In this sense, Trump has developed from a “misunderstanding” into an important member of the American political elite, the founder of its new direction. A member of the elite who will not disappear even if he is defeated in the upcoming election. If Trump loses, the Democratic president will not be handed an America minus Trump, but rather Trump’s America, and the new president will need to push off from Trump’s domestic and international political legacy.

The second noteworthy aspect of the campaign is the increasing polarization within the American political system. Trump is moving the Republican Party to the right, encouraging and promoting conservative values. At the same time, the Democratic Party is progressively leaning to the left. Evidence for this can be found in the primary election platforms of many candidates: free education and healthcare and the expansion of social entitlements and benefits. The party is frantically trying to lure the working class – which left to follow Trump after he promised Republicans that he would return jobs and industrial production to America – back into its bosom. The divide in American society along lines of values, economic situation and demographics is widening, and the prospect of overcoming it is not presenting itself.

The third notable aspect of the upcoming 2020 election is the fact that it is a critical contest for the Democratic Party, which remains in crisis since its defeat in 2016. The Democrats were unable to exact revenge in the 2018 midterms, when they received the smallest number of votes they could have hoped for. In order to overcome this crisis, the Democrats need a serious revival, new people and a new agenda.

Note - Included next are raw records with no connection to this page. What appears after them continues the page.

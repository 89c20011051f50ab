//! Postgres persistence for artifact records.

pub mod db;

pub use db::{setup_database, with_transaction, ArtifactRecord, ArtifactRecordRepository};
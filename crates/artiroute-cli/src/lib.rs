//! Wiring shared by the `artiroute` binary.

use std::path::Path;
use std::sync::Arc;

use anyhow::Context;
use artiroute_core::{Config, NetdiskConfig};
use artiroute_db::{setup_database, ArtifactRecordRepository};
use artiroute_storage::{
    ArtifactDownloader, ArtifactPathResolver, ArtifactRecordStore, ArtifactUploader,
    CloudTransferClient, CoreServer, MountedNetdisk, ServerConfig, ServerDirectory,
    SftpTransferEngine, StaticServerDirectory, StorageResult,
};
use serde::Serialize;

/// Initialize tracing for CLI binaries.
pub fn init_tracing() {
    tracing_subscriber::fmt()
        .with_env_filter(
            tracing_subscriber::EnvFilter::try_from_default_env()
                .unwrap_or_else(|_| tracing_subscriber::EnvFilter::new("info")),
        )
        .with_writer(std::io::stderr)
        .init();
}

/// Cloud client over the mounted netdisk, when a mount root is configured.
pub fn cloud_client(config: &NetdiskConfig) -> Option<Arc<CloudTransferClient>> {
    let mount_root = config
        .mount_root
        .as_deref()
        .map(str::trim)
        .filter(|root| !root.is_empty())?;
    let sdk = Arc::new(MountedNetdisk::new(Path::new(mount_root)));
    Some(Arc::new(CloudTransferClient::from_config(config, sdk)))
}

/// Everything a command needs, built once from configuration.
pub struct Services {
    pub config: Config,
    pub paths: ArtifactPathResolver,
    pub cloud: Option<Arc<CloudTransferClient>>,
    pub engine: Arc<SftpTransferEngine>,
    pub directory: Arc<StaticServerDirectory>,
}

impl Services {
    pub fn from_config(config: Config) -> Self {
        let paths = ArtifactPathResolver::new(config.roots().clone());
        let cloud = cloud_client(config.netdisk());
        if cloud.is_none() {
            tracing::debug!("NETDISK_MOUNT_ROOT not set, cloud transfers disabled");
        }
        let engine = Arc::new(SftpTransferEngine::with_ssh2(paths.clone(), config.ssh()));
        let directory = Arc::new(StaticServerDirectory::new(config.core_servers().clone()));
        Self {
            config,
            paths,
            cloud,
            engine,
            directory,
        }
    }

    /// Uploader with cloud and core-server pushes wired in.
    pub fn uploader(&self) -> ArtifactUploader {
        ArtifactUploader::new(self.paths.clone(), self.cloud.clone())
            .with_core_push(self.engine.clone(), self.directory.clone())
    }

    /// Postgres-backed record repository. Requires `DATABASE_URL`.
    pub async fn records(&self) -> anyhow::Result<Arc<ArtifactRecordRepository>> {
        let pool = setup_database(&self.config)
            .await
            .context("Record store unavailable")?;
        Ok(Arc::new(ArtifactRecordRepository::new(pool)))
    }

    pub fn downloader(&self, records: Arc<dyn ArtifactRecordStore>) -> ArtifactDownloader {
        ArtifactDownloader::new(self.paths.clone(), self.cloud.clone(), records)
    }
}

/// Output of `artiroute servers`: what a fresh process can reach.
#[derive(Debug, Serialize)]
pub struct ServerSummary {
    /// Identity used for server names without a directory entry.
    pub default: ServerConfig,
    pub core_servers: Vec<CoreServer>,
}

pub async fn server_summary(
    engine: &SftpTransferEngine,
    directory: &dyn ServerDirectory,
) -> StorageResult<ServerSummary> {
    Ok(ServerSummary {
        default: engine.servers().default_server().clone(),
        core_servers: directory.list().await?,
    })
}

#[cfg(test)]
mod tests {
    use super::*;
    use std::collections::BTreeMap;

    use artiroute_core::{CoreServerEntry, SshDefaults, StorageRoots};

    #[tokio::test]
    async fn server_summary_lists_default_and_directory() {
        let defaults = SshDefaults {
            host: "192.168.1.100".to_string(),
            ..SshDefaults::default()
        };
        let engine = SftpTransferEngine::with_ssh2(
            ArtifactPathResolver::new(StorageRoots::default()),
            &defaults,
        );
        let mut entries = BTreeMap::new();
        entries.insert(
            "rtx3090".to_string(),
            CoreServerEntry {
                ip: "10.0.0.7".to_string(),
                port: 22,
            },
        );
        let directory = StaticServerDirectory::new(entries);

        let summary = server_summary(&engine, &directory).await.unwrap();
        let value = serde_json::to_value(&summary).unwrap();
        assert_eq!(value["default"]["host"], "192.168.1.100");
        assert_eq!(value["core_servers"][0]["key"], "rtx3090");
        assert_eq!(value.as_object().unwrap().len(), 2);
    }

    #[test]
    fn cloud_client_requires_mount_root() {
        let mut config = NetdiskConfig {
            access_token: Some("token".to_string()),
            is_svip: false,
            log_path: "logs/netdisk_sdk.log".to_string(),
            mount_root: None,
        };
        assert!(cloud_client(&config).is_none());

        config.mount_root = Some("  ".to_string());
        assert!(cloud_client(&config).is_none());

        let dir = tempfile::tempdir().unwrap();
        config.mount_root = Some(dir.path().display().to_string());
        assert!(cloud_client(&config).is_some());
    }
}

The coming year will show whether the Democratic Party is capable of renewal.

On the one hand, there are new people; for example, Tulsi Gabbard and Kamala Harris. The agenda, as the first round of television debates between primary candidates showed, is also gradually becoming increasingly more socialist and less and less neoliberal. On the other hand, however, the establishment is still consolidating around the old-timers, first and foremost, around former Vice President Joe Biden. Almost all of Hillary Clinton’s people have gathered around him. They are positioning Biden as the only Democratic candidate and the leading Trump opponent. Biden has not yet won the Democratic nomination, and there is no certainty that he will win, but his rhetoric is not so much a debate with the other Democratic candidates as it is a polemic with Trump. This is a worrying sign: The establishment is choosing to preserve the very course of action that led the party to catastrophe in 2016.

And yet, as the debates show, the Democratic Party, against the establishment’s wishes, is already reviving itself. The winner of the first television debate was definitely not Biden, but Harris, the senator from California who is of Jamaican and Indian descent. For now, she is considered to be leading the race. It appears that it is exactly new people like Harris who are capable of consolidating the Democratic electorate around themselves and not the mothballed old-timers like Biden.

In this respect, the crucial question is whether the establishment will resort to the same political manipulation now as it did in 2016; i.e., artificially sinking the wrong leaders of the race and pulling in their own candidates. Back then, the Democratic leadership played up Clinton and blocked the way for Bernie Sanders. If history is to repeat itself, then the crisis within the party will continue and the Democrats will most likely lose out to Trump. Such a result will be yet another catastrophe for the Democrats. If this doesn’t happen, then 2020 will be really intriguing. However, the polarization of American society and politics will persist regardless of the results.